From the point of view of kamma, the only real score in contests of injury or competition consists of more bad kamma points for both sides. So, in forgiving the other side, you’re basically promising yourself to forego any opportunity to add to the score.

 "One expression of goodwill [mettā] that’s always an appropriate gift is the gift of forgiveness. In one of the standard phrases for goodwill — “May all beings be free from animosity” — the Pali word for animosity, vera, is the opposite of forgiveness. It’s the vengeful animosity that wants to get back at someone for perceived wrongs. So when we wish that others be free from vera, we’re saying two things: “May all beings receive forgiveness for their wrong actions,” and “May all beings forgive others who have wronged them.”

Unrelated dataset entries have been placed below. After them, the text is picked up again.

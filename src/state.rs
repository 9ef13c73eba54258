// SPDX-License-Identifier: AGPL-3.0-or-later
//
// Copyright (C) 2026 Relational Network

use std::sync::Arc;

use crate::config::Config;

/// Shared, read-only state handed to every handler.
#[derive(Clone, Default)]
pub struct AppState {
    pub config: Arc<Config>,
}

impl AppState {
    pub fn new(config: Config) -> Self {
        Self {
            config: Arc::new(config),
        }
    }
}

When you forgive others, you’re not saying that you’re going to love them — or that you’re even going to forget the wrong that they did. You’re simply saying that you won’t try to get back at them.

When you forgive someone who’s wronged you, it doesn’t erase that person’s kamma in having done wrong. This is why some people think that forgiveness has no place in the karmic universe of the Buddha’s teachings. But that’s not so. Forgiveness may not be able to undo old bad kamma, but by erasing any thoughts of vera, it can prevent new bad kamma from being done.

The Dhammapada, a popular collection of early Buddhist poems, speaks of vera in two contexts. The first is when someone has injured you, and you’d like to inflict some injury back. The second is when you’ve lost a contest — in the Buddha’s time, this referred primarily to military battles, but now it could be extended to any competition where loss entails harm, whether real or only perceived — and you want to get even. As when Brazil loses to Argentina in soccer.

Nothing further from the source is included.